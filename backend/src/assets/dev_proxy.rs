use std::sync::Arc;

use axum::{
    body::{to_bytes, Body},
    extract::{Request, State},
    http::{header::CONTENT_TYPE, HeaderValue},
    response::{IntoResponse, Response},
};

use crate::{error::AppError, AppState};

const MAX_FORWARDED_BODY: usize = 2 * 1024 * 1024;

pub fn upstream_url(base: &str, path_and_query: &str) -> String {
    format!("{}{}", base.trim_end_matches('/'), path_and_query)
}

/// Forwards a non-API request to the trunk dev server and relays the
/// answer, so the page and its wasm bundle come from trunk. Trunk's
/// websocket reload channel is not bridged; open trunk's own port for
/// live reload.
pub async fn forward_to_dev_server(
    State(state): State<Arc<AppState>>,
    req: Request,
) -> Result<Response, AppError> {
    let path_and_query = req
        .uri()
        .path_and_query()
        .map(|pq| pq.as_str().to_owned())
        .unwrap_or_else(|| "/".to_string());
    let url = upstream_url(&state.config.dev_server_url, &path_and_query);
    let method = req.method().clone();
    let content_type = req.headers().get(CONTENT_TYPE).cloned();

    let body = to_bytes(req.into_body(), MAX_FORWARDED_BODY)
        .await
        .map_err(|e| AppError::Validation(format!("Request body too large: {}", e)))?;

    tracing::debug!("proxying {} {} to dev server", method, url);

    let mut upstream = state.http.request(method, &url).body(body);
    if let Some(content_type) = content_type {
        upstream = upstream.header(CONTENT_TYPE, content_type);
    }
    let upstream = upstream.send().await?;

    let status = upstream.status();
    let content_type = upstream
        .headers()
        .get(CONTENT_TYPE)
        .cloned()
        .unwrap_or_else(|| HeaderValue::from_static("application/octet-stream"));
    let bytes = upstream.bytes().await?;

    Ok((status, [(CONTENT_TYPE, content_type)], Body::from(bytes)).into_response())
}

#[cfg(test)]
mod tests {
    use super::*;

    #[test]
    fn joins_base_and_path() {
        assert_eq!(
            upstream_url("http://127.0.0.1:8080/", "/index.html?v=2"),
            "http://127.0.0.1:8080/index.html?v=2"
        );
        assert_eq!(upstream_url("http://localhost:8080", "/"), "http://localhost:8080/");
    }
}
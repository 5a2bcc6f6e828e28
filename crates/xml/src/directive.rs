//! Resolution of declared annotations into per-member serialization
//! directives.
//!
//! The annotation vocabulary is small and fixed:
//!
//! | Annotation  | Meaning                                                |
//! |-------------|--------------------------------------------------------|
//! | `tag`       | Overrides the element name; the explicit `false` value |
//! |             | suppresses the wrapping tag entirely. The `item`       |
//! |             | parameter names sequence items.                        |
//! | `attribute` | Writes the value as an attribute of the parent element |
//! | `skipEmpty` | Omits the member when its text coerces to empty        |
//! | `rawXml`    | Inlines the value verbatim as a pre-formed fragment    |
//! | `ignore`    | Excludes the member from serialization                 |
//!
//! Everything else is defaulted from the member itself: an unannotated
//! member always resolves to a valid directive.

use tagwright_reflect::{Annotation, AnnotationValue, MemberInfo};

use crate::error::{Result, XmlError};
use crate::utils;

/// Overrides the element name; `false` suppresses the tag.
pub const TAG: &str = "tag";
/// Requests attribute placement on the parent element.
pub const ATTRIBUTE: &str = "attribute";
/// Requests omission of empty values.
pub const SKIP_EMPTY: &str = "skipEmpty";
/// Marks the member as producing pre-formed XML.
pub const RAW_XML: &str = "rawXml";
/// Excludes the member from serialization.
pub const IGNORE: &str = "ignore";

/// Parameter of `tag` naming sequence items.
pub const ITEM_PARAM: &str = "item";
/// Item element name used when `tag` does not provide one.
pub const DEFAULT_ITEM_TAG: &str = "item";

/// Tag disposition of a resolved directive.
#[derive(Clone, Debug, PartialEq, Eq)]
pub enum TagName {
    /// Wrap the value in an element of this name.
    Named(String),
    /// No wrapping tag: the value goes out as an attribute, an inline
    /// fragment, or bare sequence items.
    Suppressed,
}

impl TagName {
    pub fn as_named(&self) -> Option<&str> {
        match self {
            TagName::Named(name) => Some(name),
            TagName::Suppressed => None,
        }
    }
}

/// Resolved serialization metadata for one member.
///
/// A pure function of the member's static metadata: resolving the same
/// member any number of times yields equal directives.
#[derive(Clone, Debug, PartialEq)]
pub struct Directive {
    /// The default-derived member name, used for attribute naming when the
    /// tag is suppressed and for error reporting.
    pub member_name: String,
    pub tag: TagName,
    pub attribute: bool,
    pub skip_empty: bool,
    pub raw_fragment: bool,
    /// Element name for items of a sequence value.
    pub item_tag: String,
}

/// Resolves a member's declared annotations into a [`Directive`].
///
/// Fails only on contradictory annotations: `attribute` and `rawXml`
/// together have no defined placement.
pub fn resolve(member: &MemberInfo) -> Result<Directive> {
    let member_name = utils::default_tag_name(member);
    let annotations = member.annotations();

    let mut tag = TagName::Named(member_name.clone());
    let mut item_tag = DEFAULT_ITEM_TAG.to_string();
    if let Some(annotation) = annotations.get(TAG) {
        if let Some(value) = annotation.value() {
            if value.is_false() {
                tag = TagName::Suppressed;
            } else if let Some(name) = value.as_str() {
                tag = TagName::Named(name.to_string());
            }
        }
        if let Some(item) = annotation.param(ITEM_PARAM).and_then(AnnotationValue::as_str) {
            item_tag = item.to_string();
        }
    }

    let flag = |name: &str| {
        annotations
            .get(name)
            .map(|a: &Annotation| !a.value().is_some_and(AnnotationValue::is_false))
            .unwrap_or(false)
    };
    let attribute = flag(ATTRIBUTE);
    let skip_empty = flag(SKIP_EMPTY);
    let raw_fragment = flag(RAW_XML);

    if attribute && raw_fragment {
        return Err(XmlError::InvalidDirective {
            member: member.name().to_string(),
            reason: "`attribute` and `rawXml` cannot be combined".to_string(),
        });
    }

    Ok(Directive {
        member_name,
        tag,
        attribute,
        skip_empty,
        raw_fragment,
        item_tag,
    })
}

++++

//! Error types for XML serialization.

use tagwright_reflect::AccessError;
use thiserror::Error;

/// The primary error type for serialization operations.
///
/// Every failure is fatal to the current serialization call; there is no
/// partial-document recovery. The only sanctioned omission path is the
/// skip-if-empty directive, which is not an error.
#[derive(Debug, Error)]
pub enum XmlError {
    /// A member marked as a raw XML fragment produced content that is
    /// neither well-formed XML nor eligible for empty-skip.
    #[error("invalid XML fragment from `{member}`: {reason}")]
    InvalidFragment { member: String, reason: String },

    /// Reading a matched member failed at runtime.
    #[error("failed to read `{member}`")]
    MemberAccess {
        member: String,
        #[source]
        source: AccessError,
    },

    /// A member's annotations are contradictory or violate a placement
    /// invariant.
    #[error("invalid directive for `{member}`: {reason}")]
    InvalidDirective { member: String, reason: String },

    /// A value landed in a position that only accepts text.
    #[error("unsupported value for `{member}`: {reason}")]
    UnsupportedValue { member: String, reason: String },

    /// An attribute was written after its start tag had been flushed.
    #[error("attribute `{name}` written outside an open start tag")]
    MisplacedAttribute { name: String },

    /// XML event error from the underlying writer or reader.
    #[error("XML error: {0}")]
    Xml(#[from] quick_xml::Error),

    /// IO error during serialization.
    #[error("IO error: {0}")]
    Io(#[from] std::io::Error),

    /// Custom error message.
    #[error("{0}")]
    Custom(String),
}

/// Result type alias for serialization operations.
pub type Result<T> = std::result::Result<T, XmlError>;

++++

(ASSIGNED TASK): Lines to set down from above: the line with "filename backend/src/assets/dev_proxy.rs", the line with "if let Some(content_type)", and every line between, each exactly as written.

(RESPONSE BOX):
filename backend/src/assets/dev_proxy.rs
use std::sync::Arc;

use axum::{
    body::{to_bytes, Body},
    extract::{Request, State},
    http::{header::CONTENT_TYPE, HeaderValue},
    response::{IntoResponse, Response},
};

use crate::{error::AppError, AppState};

const MAX_FORWARDED_BODY: usize = 2 * 1024 * 1024;

pub fn upstream_url(base: &str, path_and_query: &str) -> String {
    format!("{}{}", base.trim_end_matches('/'), path_and_query)
}

/// Forwards a non-API request to the trunk dev server and relays the
/// answer, so the page and its wasm bundle come from trunk. Trunk's
/// websocket reload channel is not bridged; open trunk's own port for
/// live reload.
pub async fn forward_to_dev_server(
    State(state): State<Arc<AppState>>,
    req: Request,
) -> Result<Response, AppError> {
    let path_and_query = req
        .uri()
        .path_and_query()
        .map(|pq| pq.as_str().to_owned())
        .unwrap_or_else(|| "/".to_string());
    let url = upstream_url(&state.config.dev_server_url, &path_and_query);
    let method = req.method().clone();
    let content_type = req.headers().get(CONTENT_TYPE).cloned();

    let body = to_bytes(req.into_body(), MAX_FORWARDED_BODY)
        .await
        .map_err(|e| AppError::Validation(format!("Request body too large: {}", e)))?;

    tracing::debug!("proxying {} {} to dev server", method, url);

    let mut upstream = state.http.request(method, &url).body(body);
    if let Some(content_type) = content_type {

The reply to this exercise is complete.